Government agencies claim that the Industrial Enterprise Act, 2073 (2016)’s free registration and complete income tax waiver for first five years of operation provisions have motivated firms to register. This is a positive start. However, we must also be wary that income tax exemption for five years simply defers the problem for next five years, and does not necessarily solve complexities embedded in it. Likewise, wiping out the registration fee does not wipe out the problems of registration as it is still entangled with multiple paperwork. For instance, as long as MSMEs have to submit business schemes (which need business’s forecasts of break-even point, annual turnover, annual profits, etc.) to oversight bodies, procedural complexities will continue to exist.
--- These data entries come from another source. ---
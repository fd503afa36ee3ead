//! Check-then-update orchestration.
//!
//! The pipeline is strictly sequential:
//!
//! 1. fetch the release page;
//! 2. query the local version;
//! 3. parse the page for the latest version and download link;
//! 4. stop if the versions are identical;
//! 5. otherwise download the package, install it, and confirm the version.
//!
//! Every failure is terminal except the final confirmation.

use std::io::Write;

use crate::command::CommandExecutor;
use crate::config::UpdaterConfig;
use crate::download::download;
use crate::error::Result;
use crate::fetcher::fetch_latest_release_page;
use crate::http::HttpClient;
use crate::inspector::local_version;
use crate::installer::{Confirmation, install};
use crate::output::{
    SEARCHING, UP_TO_DATE, confirmation_message, download_complete, found_local, found_newer,
    write_line,
};
use crate::parser::parse_release;
use crate::version::{VersionString, is_up_to_date};

/// What a successful run did.
#[derive(Debug, Clone, PartialEq, Eq)]
pub enum UpdateOutcome {
    /// The local version already matches the latest release.
    UpToDate {
        /// The installed (and latest) version.
        version: VersionString,
    },
    /// A different release was downloaded and installed.
    Updated {
        /// Version installed before the update.
        previous: VersionString,
        /// Version advertised by the release page.
        latest: VersionString,
        /// Result of re-querying the application afterwards.
        confirmation: Confirmation,
    },
}

/// Drives the update pipeline against injected collaborators.
pub struct Updater<'a> {
    executor: &'a dyn CommandExecutor,
    client: &'a dyn HttpClient,
    config: &'a UpdaterConfig,
}

impl<'a> Updater<'a> {
    /// Creates an updater using the given command executor and HTTP client.
    #[must_use]
    pub const fn new(
        executor: &'a dyn CommandExecutor,
        client: &'a dyn HttpClient,
        config: &'a UpdaterConfig,
    ) -> Self {
        Self {
            executor,
            client,
            config,
        }
    }

    /// Runs the full check-then-update flow, reporting progress to `out`.
    ///
    /// # Errors
    ///
    /// Returns the first fatal error: network failures, a missing or
    /// unreadable local install, a changed page format, and download or
    /// install failures.
    pub fn run(&self, out: &mut dyn Write) -> Result<UpdateOutcome> {
        write_line(out, SEARCHING);
        let page = fetch_latest_release_page(self.client, self.config)?;

        let local = local_version(self.executor, self.config)?;
        write_line(out, found_local(&local));

        let release = parse_release(page, self.config)?;
        log::info!("latest release is {}", release.version);

        if is_up_to_date(&local, &release.version) {
            write_line(out, UP_TO_DATE);
            return Ok(UpdateOutcome::UpToDate { version: local });
        }

        write_line(out, found_newer(&release.version));
        write_line(out, "Downloading latest version...");
        let artifact = download(self.client, &release.link, self.config, out)?;
        write_line(out, download_complete(&artifact));

        write_line(out, "Installing package...");
        let confirmation = install(self.executor, artifact, self.config)?;
        write_line(out, confirmation_message(&confirmation));

        Ok(UpdateOutcome::Updated {
            previous: local,
            latest: release.version,
            confirmation,
        })
    }
}

#[cfg(test)]
#[expect(
    clippy::expect_used,
    reason = "fixtures use temporary directories that must be created"
)]
#[path = "updater_tests.rs"]
mod tests;
//! CLI argument definitions for the Atom updater.
//!
//! The updater takes no operational flags: running it always performs the
//! full check-then-update flow. clap still provides `--help` and `--version`.

use clap::Parser;

/// Update the Atom editor to the latest published release.
#[derive(Parser, Debug, Default)]
#[command(name = "atom-updater")]
#[command(version, about)]
#[command(long_about = concat!(
    "Update the Atom editor to the latest published release.\n\n",
    "The updater reads the version reported by `atom --version`, compares it ",
    "with the version advertised on the upstream release page, and, when they ",
    "differ, downloads the amd64 Debian package to /tmp/atom_latest.deb and ",
    "installs it with `sudo dpkg --install`.",
))]
#[command(after_help = concat!(
    "EXIT STATUS:\n",
    "  0  Atom is up to date, or was updated successfully\n",
    "  1  Any failure (network, missing install, page format, download, install)\n\n",
    "Set RUST_LOG=debug for diagnostic logging.",
))]
pub struct Cli {}

#[cfg(test)]
mod tests {
    use super::*;
    use clap::CommandFactory;

    #[test]
    fn cli_parses_without_arguments() {
        assert!(Cli::try_parse_from(["atom-updater"]).is_ok());
    }

    #[test]
    fn cli_rejects_unknown_flags() {
        assert!(Cli::try_parse_from(["atom-updater", "--force"]).is_err());
    }

    #[test]
    fn cli_definition_is_consistent() {
        Cli::command().debug_assert();
    }
}
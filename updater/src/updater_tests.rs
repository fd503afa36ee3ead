//! Tests for the update orchestration.

use super::*;
use crate::config::RELEASE_URL;
use crate::error::UpdaterError;
use crate::progress::ProgressMode;
use crate::test_utils::{ExpectedCall, StubExecutor, StubHttpClient, failure_output, success_output};
use camino::Utf8PathBuf;
use std::time::Duration;
use tempfile::TempDir;

const DEB_URL: &str = "https://github.com/atom/atom/releases/download/v1.60.0/atom-amd64.deb";
const PACKAGE: &[u8] = b"!<arch>\ndebian-binary   1.60.0 package bytes";

fn release_page(version: &str) -> String {
    format!(
        concat!(
            "<html><body>",
            "<h1 class=\"release-title\">\n<a href=\"/atom/atom/releases/tag/v{v}\">{v}</a>\n</h1>",
            "<a href=\"/atom/atom/releases/download/v{v}/atom-amd64.deb\">atom-amd64.deb</a>",
            "</body></html>"
        ),
        v = version
    )
}

struct Fixture {
    _dir: TempDir,
    config: UpdaterConfig,
}

impl Fixture {
    fn new() -> Self {
        let dir = tempfile::tempdir().expect("temp dir");
        let path = Utf8PathBuf::from_path_buf(dir.path().join("atom_latest.deb"))
            .expect("temp path is UTF-8");
        let config = UpdaterConfig {
            progress: ProgressMode::Hidden,
            tick_interval: Duration::from_millis(1),
            ..UpdaterConfig::default()
        }
        .with_artifact_path(path);
        Self { _dir: dir, config }
    }

    fn artifact(&self) -> &str {
        self.config.artifact_path.as_str()
    }

    fn run(
        &self,
        executor: &StubExecutor,
        client: &StubHttpClient,
    ) -> (Result<UpdateOutcome>, String) {
        let mut out = Vec::new();
        let result = Updater::new(executor, client, &self.config).run(&mut out);
        (result, String::from_utf8(out).expect("UTF-8 output"))
    }
}

#[test]
fn identical_versions_stop_before_download() {
    let fixture = Fixture::new();
    let executor = StubExecutor::new(vec![ExpectedCall::version_query(
        "Atom    : 1.60.0\nElectron: 9.4.4\n",
    )]);
    let client = StubHttpClient::new().with_page(RELEASE_URL, &release_page("1.60.0"));

    let (result, out) = fixture.run(&executor, &client);

    assert_eq!(
        result.expect("run should succeed"),
        UpdateOutcome::UpToDate {
            version: VersionString::from("1.60.0")
        }
    );
    assert!(out.contains("Found local version: 1.60.0"));
    assert!(out.contains("You're already up-to-date !"));
    assert_eq!(client.requests(), [RELEASE_URL]);
    assert!(executor.is_finished());
    assert!(!fixture.config.artifact_path.exists());
}

#[test]
fn different_version_downloads_installs_and_confirms() {
    let fixture = Fixture::new();
    let executor = StubExecutor::new(vec![
        ExpectedCall::version_query("Atom    : 1.59.0\n"),
        ExpectedCall::dpkg_install(fixture.artifact(), success_output()),
        ExpectedCall::version_query("Atom    : 1.60.0\n"),
    ]);
    let client = StubHttpClient::new()
        .with_page(RELEASE_URL, &release_page("1.60.0"))
        .with_body(DEB_URL, PACKAGE);

    let (result, out) = fixture.run(&executor, &client);

    assert_eq!(
        result.expect("run should succeed"),
        UpdateOutcome::Updated {
            previous: VersionString::from("1.59.0"),
            latest: VersionString::from("1.60.0"),
            confirmation: Confirmation::Confirmed(VersionString::from("1.60.0")),
        }
    );
    assert_eq!(
        std::fs::read(&fixture.config.artifact_path).expect("artifact"),
        PACKAGE
    );
    assert_eq!(client.requests(), [RELEASE_URL, DEB_URL]);
    assert!(executor.is_finished());
    assert!(out.contains("Found newer version: 1.60.0"));
    assert!(out.contains(&format!("{0}/{0} bytes downloaded.", PACKAGE.len())));
    assert!(out.contains("New version 1.60.0 installed !"));
}

#[test]
fn newer_local_build_is_still_replaced() {
    let fixture = Fixture::new();
    let executor = StubExecutor::new(vec![
        ExpectedCall::version_query("Atom : 1.61.0-dev\n"),
        ExpectedCall::dpkg_install(fixture.artifact(), success_output()),
        ExpectedCall::version_query("Atom : 1.60.0\n"),
    ]);
    let client = StubHttpClient::new()
        .with_page(RELEASE_URL, &release_page("1.60.0"))
        .with_body(DEB_URL, PACKAGE);

    let (result, _) = fixture.run(&executor, &client);

    assert!(matches!(
        result.expect("run should succeed"),
        UpdateOutcome::Updated { .. }
    ));
}

#[test]
fn changed_page_fails_before_download() {
    let fixture = Fixture::new();
    let executor = StubExecutor::new(vec![ExpectedCall::version_query("Atom : 1.59.0\n")]);
    let page = "<html><body><h1 class=\"title\">1.60.0</h1></body></html>";
    let client = StubHttpClient::new()
        .with_page(RELEASE_URL, page)
        .with_body(DEB_URL, PACKAGE);

    let (result, _) = fixture.run(&executor, &client);

    assert!(matches!(result, Err(UpdaterError::FormatChanged { .. })));
    assert_eq!(client.requests(), [RELEASE_URL]);
    assert!(!fixture.config.artifact_path.exists());
}

#[test]
fn unreachable_release_page_is_reported_first() {
    let fixture = Fixture::new();
    let executor = StubExecutor::new(Vec::new());
    let client = StubHttpClient::new();

    let (result, out) = fixture.run(&executor, &client);

    assert!(matches!(result, Err(UpdaterError::Network { .. })));
    assert!(out.starts_with("Searching Atom versions..."));
    assert!(executor.is_finished());
}

#[test]
fn missing_local_install_is_fatal() {
    let fixture = Fixture::new();
    let executor = StubExecutor::new(vec![ExpectedCall {
        result: Ok(failure_output("atom: command not found")),
        ..ExpectedCall::version_query("")
    }]);
    let client = StubHttpClient::new().with_page(RELEASE_URL, &release_page("1.60.0"));

    let (result, _) = fixture.run(&executor, &client);

    assert!(matches!(result, Err(UpdaterError::NotInstalled { .. })));
}

#[test]
fn failed_install_is_fatal() {
    let fixture = Fixture::new();
    let executor = StubExecutor::new(vec![
        ExpectedCall::version_query("Atom : 1.59.0\n"),
        ExpectedCall::dpkg_install(fixture.artifact(), failure_output("dpkg: error")),
    ]);
    let client = StubHttpClient::new()
        .with_page(RELEASE_URL, &release_page("1.60.0"))
        .with_body(DEB_URL, PACKAGE);

    let (result, out) = fixture.run(&executor, &client);

    assert!(matches!(result, Err(UpdaterError::InstallFailed { .. })));
    assert!(!out.contains("installed !"));
    assert!(executor.is_finished());
}

#[test]
fn unconfirmed_version_still_succeeds() {
    let fixture = Fixture::new();
    let executor = StubExecutor::new(vec![
        ExpectedCall::version_query("Atom : 1.59.0\n"),
        ExpectedCall::dpkg_install(fixture.artifact(), success_output()),
        ExpectedCall {
            result: Err(std::io::Error::from(std::io::ErrorKind::NotFound).into()),
            ..ExpectedCall::version_query("")
        },
    ]);
    let client = StubHttpClient::new()
        .with_page(RELEASE_URL, &release_page("1.60.0"))
        .with_body(DEB_URL, PACKAGE);

    let (result, out) = fixture.run(&executor, &client);

    match result.expect("run should succeed") {
        UpdateOutcome::Updated { confirmation, .. } => {
            assert!(matches!(confirmation, Confirmation::Unconfirmed { .. }));
        }
        other => panic!("expected an update, got {other:?}"),
    }
    assert!(out.contains("could not be confirmed"));
}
Coordination is another challenging issue which lags in government agencies. Entrepreneurs are required to visit multiple offices during registration. Currently an entrepreneur needs to visit Inland Revenue Department (IRD) as well as municipality office only to pay taxes. As an entrepreneur, it would be much easier to pay all taxes at one agency. State institutions could devise a mechanism whereby they share such revenues. This is absolutely possible and even staffers of government offices acknowledge the possibility and benefits of such measures. Yet, it never happens.

Likewise, the unclear registration procedure, piles of documentation, inaccessible government offices have discouraged firms from registering in one way or another.  In order to avoid such complexities ‘online registration system’ available at fingertips can certainly be a solution to combat those problems. Countries like Azerbaijan, Thailand, Malaysia and many other countries have started this system the subsequent ease of doing business in these countries as a result of these reforms is clearly depicted in various global indices (like the World Bank’s Doing Business Report). Even our neighbouring country India has already started online procedure for registration and tax filing (even for micro enterprise).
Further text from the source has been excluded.